Monday 9 August 2010

Shakespeare:who do you think you are?

Please note that I have now issued a corrigendum about this blog (see 3 January 2011). I do not now think that Shakespeare can be traced to King Alfred the Great, but there are other equally exciting discoveries. If you are interested, you might like to read this - and then read my new blog for 3 January.

Over the weekend, it struck me that a TV programme called "Shakespeare: Who do you think you are?" would be very interesting. Simple research has turned up some discoveries about The Bard unknown to the general public. I have never read any of these facts below, during all my research on his life. Some of it needs double checking but the hints of something fascinating are already there.

I had assumed that Shakespeare's mother's family, the Arden family, were simply a landed family, one cut above the rest of the surrounding Stratford folk. The Mormon International Geneological "Family Search" website is a very useful tool. So using it, I tracked the Arden family back from Mary Arden, to prove, as I thought, that they were Norman- French landed gentry. I worked out where the Bard's "branch line" left the main Ardens of "Park Hall Place"(at "Walter de Arden"). From there, I went back through the ancestors to a Saxon noble family who survived the Conquest with their lands intact, around Birmingham (see "The Arden Family" on Wikipedia). Using another website, I worked out they seemed to be directly descended from the Saxon Earls and Kings of Mercia, and before that from the daughter of Alfred the Great. Since Alfred the Great was our first great writer, church builder and educator, wouldn't Shakespeare be thrilled, in this imaginary TV programme, to know that King Alfred was his grandfather (X 16). Well, he may have been.
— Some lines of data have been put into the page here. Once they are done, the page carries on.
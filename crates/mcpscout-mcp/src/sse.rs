//! SSE (Server-Sent Events) transport for remote MCP servers.
//!
//! The legacy MCP SSE transport uses:
//! - a long-lived GET stream for server→client messages, whose first
//!   `endpoint` event names the URL to POST requests to
//! - HTTP POST to that endpoint for client→server messages
//!
//! Replies arrive either in the POST body or as `message` events on the
//! stream.

use crate::error::{McpError, McpResult};
use crate::framing::{SseEvent, SseFrameParser};
use crate::http::{apply_headers, check_status, reply_from_body};
use crate::protocol::{
    decode_response, initialize_request, initialized_notification, tools_list_request,
    InitializeResult, JsonRpcRequest, JsonRpcResponse, ListToolsResult, METHOD_INITIALIZE,
    METHOD_TOOLS_LIST,
};
use crate::server::{RemoteConfig, ServerDescriptor, TransportConfig, TransportKind};
use crate::session::{HandshakePhase, HandshakeSession};
use crate::settings::ProbeSettings;
use crate::status::{ServerStatus, ToolInfo, ToolListResult};
use crate::transport::{with_budget, TransportProbe};
use async_trait::async_trait;
use futures::stream::BoxStream;
use futures::StreamExt;
use mcpscout_util::TimingGuard;
use reqwest::Client;
use std::collections::VecDeque;
use tracing::{debug, trace, warn};
use url::Url;

/// Incoming `text/event-stream` body, decoded into events.
pub(crate) struct EventStream {
    body: BoxStream<'static, Result<Vec<u8>, reqwest::Error>>,
    parser: SseFrameParser,
    max_line: usize,
    queued: VecDeque<SseEvent>,
    done: bool,
}

impl EventStream {
    pub(crate) fn new(response: reqwest::Response, max_line: usize) -> Self {
        Self {
            body: response
                .bytes_stream()
                .map(|chunk| chunk.map(|bytes| bytes.to_vec()))
                .boxed(),
            parser: SseFrameParser::new(max_line),
            max_line,
            queued: VecDeque::new(),
            done: false,
        }
    }

    /// Next complete event, or `None` once the stream has closed.
    pub(crate) async fn next_event(&mut self) -> McpResult<Option<SseEvent>> {
        self.pull(None).await
    }

    /// Like [`EventStream::next_event`], but fails once more than `dropped`
    /// lines have been discarded for exceeding the cap.
    async fn pull(&mut self, dropped: Option<usize>) -> McpResult<Option<SseEvent>> {
        loop {
            if let Some(event) = self.queued.pop_front() {
                return Ok(Some(event));
            }
            if dropped.is_some_and(|before| self.parser.dropped() > before) {
                return Err(McpError::protocol(format!(
                    "response exceeds {} bytes",
                    self.max_line
                )));
            }
            if self.done {
                return Ok(None);
            }
            match self.body.next().await {
                Some(Ok(chunk)) => self.queued.extend(self.parser.push(&chunk)),
                Some(Err(e)) => {
                    return Err(McpError::transport(format!("event stream failed: {e}")));
                }
                None => {
                    self.done = true;
                    self.queued.extend(self.parser.finish());
                }
            }
        }
    }

    /// Wait for the `message` event answering request `id`.
    pub(crate) async fn next_response(&mut self, id: u64) -> McpResult<JsonRpcResponse> {
        let dropped = Some(self.parser.dropped());
        while let Some(event) = self.pull(dropped).await? {
            if event.event != "message" {
                trace!(event = %event.event, "Skipping SSE event");
                continue;
            }
            if let Some(response) = decode_response(&event.data, id) {
                return Ok(response);
            }
        }
        Err(McpError::transport("event stream closed before response"))
    }
}

/// Probe for `sse` servers.
#[derive(Debug, Clone)]
pub struct SseProbe {
    client: Client,
    settings: ProbeSettings,
}

impl SseProbe {
    pub fn new(client: Client, settings: ProbeSettings) -> Self {
        Self { client, settings }
    }

    /// Open the stream, discover the endpoint and run `initialize`.
    pub async fn verify_server(
        &self,
        name: &str,
        config: &RemoteConfig,
    ) -> McpResult<InitializeResult> {
        let _timing = TimingGuard::probe("sse", name);
        let budget = self.settings.timeouts.verify(TransportKind::Sse);
        let session = HandshakeSession::new(name, "sse", budget);
        let max_line = self.settings.max_tool_payload;

        with_budget(&session, async {
            let mut connection =
                SseConnection::open(&self.client, config, &session, max_line).await?;
            connection.initialize().await
        })
        .await
    }

    /// Handshake, then page through `tools/list` under the SSE tools budget.
    pub async fn server_tools(
        &self,
        name: &str,
        config: &RemoteConfig,
    ) -> McpResult<Vec<ToolInfo>> {
        let _timing = TimingGuard::tools("sse", name);
        let budget = self.settings.timeouts.list_tools(TransportKind::Sse);
        let session = HandshakeSession::new(name, "sse", budget);
        let max_line = self.settings.max_tool_payload;
        let max_pages = self.settings.max_tool_pages;

        with_budget(&session, async {
            let mut connection =
                SseConnection::open(&self.client, config, &session, max_line).await?;
            connection.initialize().await?;
            connection.notify(&initialized_notification()).await;

            let mut tools = Vec::new();
            let mut cursor: Option<String> = None;
            for _ in 0..max_pages {
                let id = session.next_id();
                session.enter(HandshakePhase::AwaitingTools);
                let page: ListToolsResult = connection
                    .request(&tools_list_request(id, cursor.as_deref()), id)
                    .await?
                    .into_result(METHOD_TOOLS_LIST)?;
                tools.extend(page.tools.into_iter().map(ToolInfo::from));
                match page.next_cursor {
                    Some(next) if !next.is_empty() => cursor = Some(next),
                    _ => return Ok(tools),
                }
            }
            warn!(server = %name, max_pages, "Stopped following tools/list cursor");
            Ok(tools)
        })
        .await
    }
}

#[async_trait]
impl TransportProbe for SseProbe {
    async fn verify(&self, descriptor: &ServerDescriptor) -> ServerStatus {
        let result = match &descriptor.transport {
            TransportConfig::Sse(config) => {
                self.verify_server(&descriptor.name, config).await
            }
            _ => Err(McpError::config_invalid("not an sse server")),
        };
        match result {
            Ok(init) => ServerStatus::connected(&descriptor.name, TransportKind::Sse, init),
            Err(e) => ServerStatus::failed(&descriptor.name, TransportKind::Sse, &e),
        }
    }

    async fn list_tools(&self, descriptor: &ServerDescriptor) -> ToolListResult {
        let result = match &descriptor.transport {
            TransportConfig::Sse(config) => {
                self.server_tools(&descriptor.name, config).await
            }
            _ => Err(McpError::config_invalid("not an sse server")),
        };
        match result {
            Ok(tools) => ToolListResult::ok(&descriptor.name, tools),
            Err(e) => ToolListResult::failed(&descriptor.name, &e),
        }
    }
}

/// An open event stream plus the endpoint it advertised.
///
/// Dropping it closes the GET connection.
struct SseConnection<'a> {
    client: &'a Client,
    config: &'a RemoteConfig,
    session: HandshakeSession,
    endpoint: Url,
    events: EventStream,
    max_line: usize,
}

impl<'a> SseConnection<'a> {
    async fn open(
        client: &'a Client,
        config: &'a RemoteConfig,
        session: &HandshakeSession,
        max_line: usize,
    ) -> McpResult<Self> {
        let stream_url = Url::parse(&config.url)
            .map_err(|e| McpError::config_invalid(format!("invalid url {}: {e}", config.url)))?;

        session.enter(HandshakePhase::Connecting);
        debug!(server = %session.server(), url = %stream_url, "Opening SSE stream");
        let response = apply_headers(client.get(stream_url.clone()), &config.headers)
            .header("Accept", "text/event-stream")
            .send()
            .await
            .map_err(|e| McpError::from_request(e, session.phase(), session.budget()))?;
        let response = check_status(response).await?;

        session.enter(HandshakePhase::AwaitingEndpoint);
        let mut events = EventStream::new(response, max_line);
        let endpoint = loop {
            match events.next_event().await? {
                Some(event) if event.event == "endpoint" => break event.data,
                Some(event) => trace!(event = %event.event, "Skipping event before endpoint"),
                None => {
                    return Err(McpError::transport(
                        "event stream closed before endpoint event",
                    ))
                }
            }
        };

        let endpoint = resolve_endpoint(&stream_url, &endpoint)?;
        debug!(server = %session.server(), endpoint = %endpoint, "Discovered SSE endpoint");

        Ok(Self {
            client,
            config,
            session: session.clone(),
            endpoint,
            events,
            max_line,
        })
    }

    async fn initialize(&mut self) -> McpResult<InitializeResult> {
        let id = self.session.next_id();
        self.session.enter(HandshakePhase::AwaitingInitialize);
        self.request(&initialize_request(id), id)
            .await?
            .into_result(METHOD_INITIALIZE)
    }

    /// POST `message` and return its reply from the body or the stream.
    async fn request(&mut self, message: &JsonRpcRequest, id: u64) -> McpResult<JsonRpcResponse> {
        let response = self.post(message).await?;
        let response = check_status(response).await?;

        if let Some(reply) = reply_from_body(response, id, self.max_line).await? {
            return Ok(reply);
        }
        self.events.next_response(id).await
    }

    async fn notify(&mut self, message: &JsonRpcRequest) {
        match self.post(message).await {
            Ok(response) if !response.status().is_success() => {
                warn!(status = %response.status(), "Notification returned non-success status");
            }
            Ok(_) => {}
            Err(e) => warn!(error = %e, "Notification failed"),
        }
    }

    async fn post(&mut self, message: &JsonRpcRequest) -> McpResult<reqwest::Response> {
        trace!(method = %message.method, id = ?message.id, "Posting to SSE endpoint");
        let session = &self.session;
        apply_headers(self.client.post(self.endpoint.clone()), &self.config.headers)
            .header("Content-Type", "application/json")
            .header("Accept", "application/json, text/event-stream")
            .json(message)
            .send()
            .await
            .map_err(|e| McpError::from_request(e, session.phase(), session.budget()))
    }
}

/// Resolve endpoint event data against the stream URL.
///
/// Absolute URLs are used as-is; paths are joined onto the stream origin.
pub fn resolve_endpoint(stream_url: &Url, endpoint: &str) -> McpResult<Url> {
    let endpoint = endpoint.trim();
    if endpoint.is_empty() {
        return Err(McpError::protocol("empty endpoint event"));
    }
    stream_url
        .join(endpoint)
        .map_err(|e| McpError::protocol(format!("invalid endpoint {endpoint:?}: {e}")))
}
I worked, then, on William's parents, who turned out to be first cousins, as their mothers were sisters, Mary and Abigail Webb, daughters, probably, of Sir Alexander Webb, military knight who served Henry VII and VIII. Abigail and all the Webbs were born in Stratford. She was baptised there in the parish Church where her grandson is buried, in 1515. They are the Stratford link in the family. Either her father or brother served the Royal Family at Court. William must have known his father's mother (Abigail Shakespeare, nee Webb) who died aged 85 in 1590, when he was 26.
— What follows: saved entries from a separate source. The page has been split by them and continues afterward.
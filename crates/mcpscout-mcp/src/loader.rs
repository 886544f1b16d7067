//! Load MCP server definitions from JSON config files.
//!
//! Supported sources, later ones overriding earlier ones by server name:
//! - user `~/.claude.json` (top-level `mcpServers`)
//! - project `<cwd>/.mcp.json`
//! - any extra files passed explicitly

use crate::error::{McpError, McpResult};
use crate::server::{
    InvalidServer, RemoteConfig, ResolvedServers, ServerDescriptor, StdioConfig, TransportConfig,
    TransportKind,
};
use async_trait::async_trait;
use mcpscout_util::path::{home_join, resolve_against};
use serde_json::{Map, Value};
use std::collections::{BTreeMap, HashMap};
use std::path::{Path, PathBuf};
use std::sync::OnceLock;
use tracing::{debug, warn};
use url::Url;

/// Supplies the partitioned server set for a working directory.
#[cfg_attr(test, mockall::automock)]
#[async_trait]
pub trait ServerSource: Send + Sync {
    async fn resolve(&self, cwd: &Path) -> McpResult<ResolvedServers>;
}

/// Project config file name, looked up in the working directory.
pub const PROJECT_CONFIG_FILE: &str = ".mcp.json";

/// [`ServerSource`] reading Claude-style `mcpServers` JSON files.
#[derive(Debug, Clone)]
pub struct JsonServerSource {
    user_file: Option<PathBuf>,
    include_project: bool,
    extra_files: Vec<PathBuf>,
}

impl Default for JsonServerSource {
    fn default() -> Self {
        Self::new()
    }
}

impl JsonServerSource {
    /// Read the user file from the home directory plus the project file.
    pub fn new() -> Self {
        Self {
            user_file: home_join(&[".claude.json"]),
            include_project: true,
            extra_files: Vec::new(),
        }
    }

    /// Override the user file; `None` skips it.
    pub fn with_user_file(mut self, path: Option<PathBuf>) -> Self {
        self.user_file = path;
        self
    }

    /// Read only explicitly added files.
    pub fn without_defaults(mut self) -> Self {
        self.user_file = None;
        self.include_project = false;
        self
    }

    /// Add a file read after the defaults. Relative paths resolve against `cwd`.
    pub fn with_file(mut self, path: impl Into<PathBuf>) -> Self {
        self.extra_files.push(path.into());
        self
    }

    fn files(&self, cwd: &Path) -> Vec<PathBuf> {
        let mut files = Vec::new();
        files.extend(self.user_file.clone());
        if self.include_project {
            files.push(cwd.join(PROJECT_CONFIG_FILE));
        }
        for extra in &self.extra_files {
            files.push(resolve_against(cwd, &extra.to_string_lossy()));
        }
        files
    }
}

#[async_trait]
impl ServerSource for JsonServerSource {
    async fn resolve(&self, cwd: &Path) -> McpResult<ResolvedServers> {
        let mut entries: BTreeMap<String, Value> = BTreeMap::new();

        for file in self.files(cwd) {
            let Some(servers) = read_servers(&file).await? else {
                continue;
            };
            debug!(path = %file.display(), count = servers.len(), "Loaded MCP servers");
            for (name, entry) in servers {
                if entries.insert(name.clone(), entry).is_some() {
                    debug!(server = %name, path = %file.display(), "Server overridden");
                }
            }
        }

        let lookup = |key: &str| std::env::var(key).ok();
        let mut resolved = ResolvedServers::default();
        for (name, entry) in entries {
            match parse_entry(&name, &entry, cwd, &lookup) {
                Ok(server) if server.enabled => resolved.enabled.push(server),
                Ok(server) => resolved.disabled.push(server),
                Err(invalid) => {
                    warn!(
                        server = %invalid.name,
                        reason = %invalid.reason,
                        "Invalid MCP server config"
                    );
                    resolved.invalid.push(invalid);
                }
            }
        }
        Ok(resolved)
    }
}

/// Read the `mcpServers` table of one file; `None` when the file is absent.
async fn read_servers(path: &Path) -> McpResult<Option<Map<String, Value>>> {
    let content = match tokio::fs::read_to_string(path).await {
        Ok(content) => content,
        Err(e) if e.kind() == std::io::ErrorKind::NotFound => {
            debug!(path = %path.display(), "Config file not found, skipping");
            return Ok(None);
        }
        Err(e) => {
            return Err(McpError::config_invalid(format!(
                "failed to read {}: {e}",
                path.display()
            )))
        }
    };

    let value: Value = serde_json::from_str(&content).map_err(|e| {
        McpError::config_invalid(format!("failed to parse {}: {e}", path.display()))
    })?;

    match value.get("mcpServers") {
        None | Some(Value::Null) => Ok(None),
        Some(Value::Object(servers)) => Ok(Some(servers.clone())),
        Some(_) => Err(McpError::config_invalid(format!(
            "{}: mcpServers must be an object",
            path.display()
        ))),
    }
}

/// Validate one `mcpServers` entry.
pub fn parse_entry<F>(
    name: &str,
    entry: &Value,
    cwd: &Path,
    lookup: &F,
) -> Result<ServerDescriptor, InvalidServer>
where
    F: Fn(&str) -> Option<String>,
{
    let invalid = |reason: String| InvalidServer::new(name, reason);
    let Some(def) = entry.as_object() else {
        return Err(invalid("entry is not an object".to_string()));
    };

    let kind = match def.get("type").or_else(|| def.get("transport")) {
        None | Some(Value::Null) => TransportKind::Stdio,
        Some(Value::String(s)) => TransportKind::parse(s)
            .ok_or_else(|| invalid(format!("unknown transport type: {s}")))?,
        Some(other) => return Err(invalid(format!("unknown transport type: {other}"))),
    };
    let with_kind = |reason: String| InvalidServer::new(name, reason).with_kind(kind);

    let transport = match kind {
        TransportKind::Stdio => {
            let command = optional_string(def, "command")
                .map_err(with_kind)?
                .map(|c| expand_vars(&c, lookup))
                .filter(|c| !c.trim().is_empty())
                .ok_or_else(|| with_kind("missing command".to_string()))?;
            let args = string_list(def, "args")
                .map_err(with_kind)?
                .iter()
                .map(|a| expand_vars(a, lookup))
                .collect();
            let env = string_map(def, "env")
                .map_err(with_kind)?
                .into_iter()
                .map(|(k, v)| (k, expand_vars(&v, lookup)))
                .collect();
            let cwd = optional_string(def, "cwd")
                .map_err(with_kind)?
                .map(|dir| resolve_against(cwd, &expand_vars(&dir, lookup)));
            TransportConfig::Stdio(StdioConfig {
                command,
                args,
                env,
                cwd,
            })
        }
        TransportKind::Http | TransportKind::StreamableHttp | TransportKind::Sse => {
            let url = optional_string(def, "url")
                .map_err(with_kind)?
                .map(|u| expand_vars(&u, lookup))
                .filter(|u| !u.trim().is_empty())
                .ok_or_else(|| with_kind("missing url".to_string()))?;
            match Url::parse(&url) {
                Ok(parsed) if matches!(parsed.scheme(), "http" | "https") => {}
                Ok(parsed) => {
                    return Err(with_kind(format!(
                        "unsupported url scheme: {}",
                        parsed.scheme()
                    )))
                }
                Err(e) => return Err(with_kind(format!("invalid url {url}: {e}"))),
            }
            let headers = string_map(def, "headers")
                .map_err(with_kind)?
                .into_iter()
                .map(|(k, v)| (k, expand_vars(&v, lookup)))
                .collect();
            let config = RemoteConfig { url, headers };
            match kind {
                TransportKind::Sse => TransportConfig::Sse(config),
                TransportKind::StreamableHttp => TransportConfig::StreamableHttp(config),
                _ => TransportConfig::Http(config),
            }
        }
    };

    let enabled = def.get("enabled").and_then(Value::as_bool).unwrap_or(true)
        && !def.get("disabled").and_then(Value::as_bool).unwrap_or(false);

    Ok(ServerDescriptor {
        name: name.to_string(),
        transport,
        enabled,
    })
}

fn optional_string(def: &Map<String, Value>, key: &str) -> Result<Option<String>, String> {
    match def.get(key) {
        None | Some(Value::Null) => Ok(None),
        Some(Value::String(s)) => Ok(Some(s.clone())),
        Some(_) => Err(format!("{key} must be a string")),
    }
}

fn string_list(def: &Map<String, Value>, key: &str) -> Result<Vec<String>, String> {
    match def.get(key) {
        None | Some(Value::Null) => Ok(Vec::new()),
        Some(Value::Array(items)) => items
            .iter()
            .map(|item| {
                item.as_str()
                    .map(str::to_string)
                    .ok_or_else(|| format!("{key} must be a list of strings"))
            })
            .collect(),
        Some(_) => Err(format!("{key} must be a list of strings")),
    }
}

fn string_map(def: &Map<String, Value>, key: &str) -> Result<HashMap<String, String>, String> {
    match def.get(key) {
        None | Some(Value::Null) => Ok(HashMap::new()),
        Some(Value::Object(map)) => map
            .iter()
            .map(|(k, v)| match v {
                Value::String(s) => Ok((k.clone(), s.clone())),
                Value::Number(n) => Ok((k.clone(), n.to_string())),
                Value::Bool(b) => Ok((k.clone(), b.to_string())),
                _ => Err(format!("{key}.{k} must be a string")),
            })
            .collect(),
        Some(_) => Err(format!("{key} must be an object")),
    }
}

/// Static regex for `${VAR}` and `${VAR:-default}` references.
static VAR_REGEX: OnceLock<regex::Regex> = OnceLock::new();

fn var_regex() -> &'static regex::Regex {
    VAR_REGEX.get_or_init(|| {
        regex::Regex::new(r"\$\{([A-Za-z_][A-Za-z0-9_]*)(?::-([^}]*))?\}")
            .expect("Invalid regex pattern - this is a compile-time constant")
    })
}

/// Expand `${VAR}` and `${VAR:-default}` using `lookup`.
///
/// Unset variables without a default are left as written.
pub fn expand_vars<F>(input: &str, lookup: &F) -> String
where
    F: Fn(&str) -> Option<String>,
{
    if !input.contains("${") {
        return input.to_string();
    }
    var_regex()
        .replace_all(input, |caps: &regex::Captures<'_>| {
            let var = &caps[1];
            match (lookup(var), caps.get(2)) {
                (Some(value), _) => value,
                (None, Some(default)) => default.as_str().to_string(),
                (None, None) => {
                    warn!(var, "Environment variable referenced in MCP config is not set");
                    caps[0].to_string()
                }
            }
        })
        .into_owned()
}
I am still checking this out, but it seems that she was the sister of Sir Henry Webb, Baronet who married Robert Arden's sister, Great Aunt Grace. Sir Alexander Webb, of Stratford, was descended from Norman stock, Crusader knights, educated and refined people who had worked for French confederacies (which I think means the Huguenot international confederacy), who had come from a richly landed Devon family related to the Raleighs. His father served reformed Queen Catherine Parr as her "trusty and beloved usher" who tried to help him get these West Country lands back. Shakespeare could have found out about royalty, court manners and life and the values of chivalry from his Granny Shakespeare.

Genetically, William Shakespeare was 50% the Webb sisters. He had six great grandparents, not the usual eight. Perhaps the dramatic "conversation" going on his head was theirs? The Webbs who had been honourable, pious landed and military people, refined knights and their ladies, for centuries more recently probably reformed, in religion. Their coat of arms was a bold Christian Cross, a crown, falcons of Palestine (Shakespeare put a falcon and a spear on his crest) and an eagle.

Finally, I found that Mary Arden's sister, Margaret, married Alexander Webb Jnr and their children emigrated to America, presumably as Puritans. A descendant of theirs, Revd Webb co-founded Yale University. He, too, was descended from King Alfred the Great, through Robert Arden.

A number of very misguided people have spent their lives trying to prove that the "man from Stratford" was a nobody and therefore the Earl of Oxford wrote the plays. With Shakespeare's education (ref Schoenbaum's books about it) and this noble, well connected and learned family tree, which mixes greatness, royalty, Norman and Saxon warriors and the literate few, it would seem that if Shakespeare had not been a leading poet and educator, it would have been even more surprising. He had every advantage.